Exercise inputs Block Start

//! Toast notification descriptors
//!
//! The renderer owns the DOM and the hide timer; this module only decides
//! what a toast says and how it is styled.

use chrono::Utc;
use serde::Serialize;
use std::convert::Infallible;
use std::fmt;
use std::str::FromStr;

/// Auto-hide delay for every toast
pub const TOAST_DELAY_MS: u64 = 5000;

/// Toast severity
#[derive(Debug, Clone, Copy, PartialEq, Eq, Default, Serialize)]
#[serde(rename_all = "lowercase")]
pub enum ToastKind {
    Success,
    Error,
    Warning,
    #[default]
    Info,
}

impl ToastKind {
    /// Font Awesome icon class
    pub fn icon(&self) -> &'static str {
        match self {
            ToastKind::Success => "fa-check-circle",
            ToastKind::Error => "fa-exclamation-circle",
            ToastKind::Warning => "fa-exclamation-triangle",
            ToastKind::Info => "fa-info-circle",
        }
    }

    /// Header background class
    pub fn header_class(&self) -> &'static str {
        match self {
            ToastKind::Success => "bg-success",
            ToastKind::Error => "bg-danger",
            ToastKind::Warning => "bg-warning",
            ToastKind::Info => "bg-primary",
        }
    }

    /// Title used by the shorthand constructors
    pub fn default_title(&self) -> &'static str {
        match self {
            ToastKind::Success => "Success",
            ToastKind::Error => "Error",
            ToastKind::Warning => "Warning",
            ToastKind::Info => "Information",
        }
    }
}

impl fmt::Display for ToastKind {
    fn fmt(&self, f: &mut fmt::Formatter<'_>) -> fmt::Result {
        match self {
            ToastKind::Success => write!(f, "success"),
            ToastKind::Error => write!(f, "error"),
            ToastKind::Warning => write!(f, "warning"),
            ToastKind::Info => write!(f, "info"),
        }
    }
}

impl FromStr for ToastKind {
    type Err = Infallible;

    /// `danger` is an alias for error; unknown kinds are info
    fn from_str(s: &str) -> Result<Self, Self::Err> {
        Ok(match s {
            "success" => ToastKind::Success,
            "error" | "danger" => ToastKind::Error,
            "warning" => ToastKind::Warning,
            _ => ToastKind::Info,
        })
    }
}

/// A toast ready to be shown
#[derive(Debug, Clone, PartialEq, Eq, Serialize)]
#[serde(rename_all = "camelCase")]
pub struct ToastSpec {
    /// Element id, `toast-<millis>`
    pub id: String,
    pub title: String,
    pub message: String,
    pub kind: ToastKind,
    pub icon: String,
    pub header_class: String,
    pub delay_ms: u64,
}

impl ToastSpec {
    pub fn new(title: impl Into<String>, message: impl Into<String>, kind: ToastKind) -> Self {
        Self {
            id: format!("toast-{}", Utc::now().timestamp_millis()),
            title: title.into(),
            message: message.into(),
            kind,
            icon: kind.icon().to_string(),
            header_class: kind.header_class().to_string(),
            delay_ms: TOAST_DELAY_MS,
        }
    }

    fn with_default_title(message: impl Into<String>, kind: ToastKind) -> Self {
        Self::new(kind.default_title(), message, kind)
    }

    pub fn success(message: impl Into<String>) -> Self {
        Self::with_default_title(message, ToastKind::Success)
    }

    pub fn error(message: impl Into<String>) -> Self {
        Self::with_default_title(message, ToastKind::Error)
    }

    pub fn warning(message: impl Into<String>) -> Self {
        Self::with_default_title(message, ToastKind::Warning)
    }

    pub fn info(message: impl Into<String>) -> Self {
        Self::with_default_title(message, ToastKind::Info)
    }
}
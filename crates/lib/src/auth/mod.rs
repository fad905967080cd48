//! Email/password authentication with stateless session tokens.
//!
//! - [`password`]: Argon2id hashing of stored credentials
//! - [`token`]: the [`TokenCodec`] seam and its JWT implementation
//! - [`service`]: [`AuthService`], which ties the store and the codec together

pub mod errors;
pub mod password;
pub mod service;
pub mod token;

pub use errors::AuthError;
pub use password::{
    hash_password, hash_password_blocking, verify_password, verify_password_blocking,
};
pub use service::{AuthService, validate_email};
pub use token::{Claims, JwtCodec, SessionToken, TOKEN_TYPE, TokenCodec};
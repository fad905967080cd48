//! Single-object detection over remotely hosted images.
//!
//! The flow is fetch, decode, infer once, keep the first candidate. Each step
//! fails with its own [`DetectError`] variant so callers can tell an image that
//! never arrived from one that showed nothing ([`DetectOutcome::NoDetection`]).
//!
//! - [`fetch`]: the [`ImageFetcher`] seam and its HTTP implementation
//! - [`yolo`]: [`YoloModel`], a YOLOv5-family model run through rten
//! - [`labels`]: the class table of the bundled model family
//! - [`artifacts`]: annotated and cropped copies written for debugging
//! - [`detector`]: [`Detector`], which ties the above together

use image::DynamicImage;
use thiserror::Error;

use crate::{Error, Result};

pub mod artifacts;
pub mod detector;
pub mod fetch;
pub mod labels;
pub mod yolo;

pub use artifacts::{ArtifactPaths, ArtifactWriter};
pub use detector::Detector;
pub use fetch::{HttpImageFetcher, ImageFetcher};
pub use labels::COCO_LABELS;
pub use yolo::{YoloModel, YoloParams};

/// Errors raised while detecting objects in an image.
#[non_exhaustive]
#[derive(Debug, Error)]
pub enum DetectError {
    /// The image could not be retrieved at all.
    #[error("Failed to fetch image from {url}: {reason}")]
    FetchFailed { url: String, reason: String },

    /// The image host answered with something other than 200.
    #[error("Image fetch from {url} returned status {status}")]
    FetchStatus { url: String, status: u16 },

    /// The fetched bytes are not a decodable image.
    #[error("Failed to decode image: {reason}")]
    DecodeFailed { reason: String },

    /// The model could not be loaded or failed during inference.
    #[error("Detection model error: {reason}")]
    ModelFailed { reason: String },

    /// The model reported a class id it has no label for.
    #[error("Detection model reported unknown class id {class_id}")]
    UnknownClass { class_id: usize },

    /// Writing a debug artifact failed.
    #[error("Failed to write detection artifact {path}: {reason}")]
    ArtifactFailed { path: String, reason: String },
}

impl DetectError {
    /// Check if the image never arrived.
    pub fn is_fetch_error(&self) -> bool {
        matches!(
            self,
            DetectError::FetchFailed { .. } | DetectError::FetchStatus { .. }
        )
    }

    /// Check if the image arrived but could not be decoded.
    pub fn is_decode_error(&self) -> bool {
        matches!(self, DetectError::DecodeFailed { .. })
    }

    /// Check if the model itself misbehaved.
    pub fn is_model_error(&self) -> bool {
        matches!(
            self,
            DetectError::ModelFailed { .. } | DetectError::UnknownClass { .. }
        )
    }
}

impl From<DetectError> for Error {
    fn from(err: DetectError) -> Self {
        Error::Detect(err)
    }
}

/// Axis-aligned box in source image pixel coordinates.
#[derive(Debug, Clone, Copy, PartialEq)]
pub struct BoundingBox {
    pub xmin: f32,
    pub ymin: f32,
    pub xmax: f32,
    pub ymax: f32,
}

impl BoundingBox {
    pub fn new(xmin: f32, ymin: f32, xmax: f32, ymax: f32) -> Self {
        Self {
            xmin,
            ymin,
            xmax,
            ymax,
        }
    }

    /// Build from a center point and size.
    pub fn from_center(cx: f32, cy: f32, w: f32, h: f32) -> Self {
        Self::new(cx - w / 2.0, cy - h / 2.0, cx + w / 2.0, cy + h / 2.0)
    }

    pub fn width(&self) -> f32 {
        self.xmax - self.xmin
    }

    pub fn height(&self) -> f32 {
        self.ymax - self.ymin
    }

    pub fn area(&self) -> f32 {
        self.width().max(0.0) * self.height().max(0.0)
    }

    /// True when the box encloses a positive area.
    pub fn is_proper(&self) -> bool {
        self.xmin < self.xmax && self.ymin < self.ymax
    }

    /// Intersection over union with `other`; zero when either box is empty.
    pub fn iou(&self, other: &BoundingBox) -> f32 {
        let ix = (self.xmax.min(other.xmax) - self.xmin.max(other.xmin)).max(0.0);
        let iy = (self.ymax.min(other.ymax) - self.ymin.max(other.ymin)).max(0.0);
        let intersection = ix * iy;
        let union = self.area() + other.area() - intersection;
        if union <= 0.0 { 0.0 } else { intersection / union }
    }

    /// Clamp every edge into `[0, width] x [0, height]`.
    pub fn clip(&self, width: u32, height: u32) -> Self {
        let (w, h) = (width as f32, height as f32);
        Self::new(
            self.xmin.clamp(0.0, w),
            self.ymin.clamp(0.0, h),
            self.xmax.clamp(0.0, w),
            self.ymax.clamp(0.0, h),
        )
    }
}

/// One raw model output: a box, a score and a numeric class.
#[derive(Debug, Clone, PartialEq)]
pub struct Candidate {
    pub bbox: BoundingBox,
    pub confidence: f32,
    pub class_id: usize,
}

/// A candidate with its class resolved to a label.
#[derive(Debug, Clone, PartialEq)]
pub struct Detection {
    pub bbox: BoundingBox,
    pub confidence: f32,
    pub class_name: String,
}

/// What a successful detection run found.
#[derive(Debug, Clone, PartialEq)]
pub enum DetectOutcome {
    Detected(Detection),
    /// The image decoded fine but the model reported nothing.
    NoDetection,
}

/// A pretrained detector, treated as a pure function from image to candidates.
///
/// Implementations are shared read-only across concurrent requests.
pub trait ObjectModel: Send + Sync {
    /// Run the model once over `image`.
    ///
    /// Candidates come back in the model's native order; callers must not
    /// assume any particular sort.
    fn infer(&self, image: &DynamicImage) -> Result<Vec<Candidate>>;

    /// Label for `class_id`, if the model knows it.
    fn class_name(&self, class_id: usize) -> Option<&str>;
}
//! Time provider abstraction
//!
//! Token issuance stamps `iat`/`exp` and verification compares `exp` against
//! "now". Both go through a [`Clock`] so production code reads the system time
//! while tests move time forward explicitly.
//!
//! ```
//! use glimpse::{Clock, SystemClock};
//!
//! let clock = SystemClock;
//! assert!(clock.now_secs() > 0);
//! ```

use std::fmt::Debug;
use std::time::{SystemTime, UNIX_EPOCH};

#[cfg(any(test, feature = "testing"))]
use std::sync::atomic::{AtomicI64, Ordering};

/// A time provider for getting current timestamps.
pub trait Clock: Send + Sync + Debug {
    /// Current time as whole seconds since the Unix epoch.
    fn now_secs(&self) -> i64;
}

/// Production clock using real system time.
#[derive(Debug, Clone, Copy, Default)]
pub struct SystemClock;

impl Clock for SystemClock {
    fn now_secs(&self) -> i64 {
        SystemTime::now()
            .duration_since(UNIX_EPOCH)
            .map(|d| d.as_secs() as i64)
            .unwrap_or(0)
    }
}

/// Test clock that only moves when told to.
///
/// ```
/// use glimpse::{Clock, FixedClock};
///
/// let clock = FixedClock::new(1_000);
/// assert_eq!(clock.now_secs(), 1_000);
/// clock.advance(60);
/// assert_eq!(clock.now_secs(), 1_060);
/// ```
#[cfg(any(test, feature = "testing"))]
#[derive(Debug)]
pub struct FixedClock {
    secs: AtomicI64,
}

#[cfg(any(test, feature = "testing"))]
impl FixedClock {
    /// Create a new fixed clock at the given time in seconds.
    pub fn new(secs: i64) -> Self {
        Self {
            secs: AtomicI64::new(secs),
        }
    }

    /// Advance the clock by the given number of seconds.
    pub fn advance(&self, secs: i64) {
        self.secs.fetch_add(secs, Ordering::SeqCst);
    }

    /// Set the clock to a specific time in seconds.
    pub fn set(&self, secs: i64) {
        self.secs.store(secs, Ordering::SeqCst);
    }
}

#[cfg(any(test, feature = "testing"))]
impl Clock for FixedClock {
    fn now_secs(&self) -> i64 {
        self.secs.load(Ordering::SeqCst)
    }
}

#[cfg(any(test, feature = "testing"))]
impl Default for FixedClock {
    fn default() -> Self {
        // 2024-01-01 00:00:00 UTC
        Self::new(1_704_067_200)
    }
}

Exercise inputs Block End

In the records above, some lines hold the word "glimpse"; copy each such line.

//! use glimpse::{Clock, SystemClock};
/// use glimpse::{Clock, FixedClock};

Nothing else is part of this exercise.